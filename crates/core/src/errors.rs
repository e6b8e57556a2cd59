use thiserror::Error;

/// Unified error type for the entire expense-tracker-core library.
///
/// Rejected user input is not an error (see `AddOutcome`); only failures of
/// the collaborators the tracker writes through end up here.
#[derive(Debug, Error)]
pub enum CoreError {
    // ── Storage ─────────────────────────────────────────────────────
    #[error("Storage error: {0}")]
    Storage(String),

    #[error("Serialization error: {0}")]
    Serialization(String),

    #[error("Deserialization error: {0}")]
    Deserialization(String),

    // ── File I/O (native only) ──────────────────────────────────────
    #[error("File I/O error: {0}")]
    FileIO(String),

    // ── Presentation / Export ───────────────────────────────────────
    #[error("Export failed: {0}")]
    Export(String),

    #[error("Chart rendering failed: {0}")]
    Chart(String),
}

// ── Conversion helpers (From impls) ─────────────────────────────────

impl From<std::io::Error> for CoreError {
    fn from(e: std::io::Error) -> Self {
        CoreError::FileIO(e.to_string())
    }
}

impl From<serde_json::Error> for CoreError {
    fn from(e: serde_json::Error) -> Self {
        CoreError::Deserialization(e.to_string())
    }
}

impl From<rust_xlsxwriter::XlsxError> for CoreError {
    fn from(e: rust_xlsxwriter::XlsxError) -> Self {
        CoreError::Export(e.to_string())
    }
}
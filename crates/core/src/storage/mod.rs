pub mod backend;
pub mod manager;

┄┄┄┄┄┄┄┄┄┄

Scan the data above for the word "Export". Copy every line in which it is found.

» **RESULT BELOW**:
    // ── Presentation / Export ───────────────────────────────────────
    #[error("Export failed: {0}")]
    Export(String),
        CoreError::Export(e.to_string())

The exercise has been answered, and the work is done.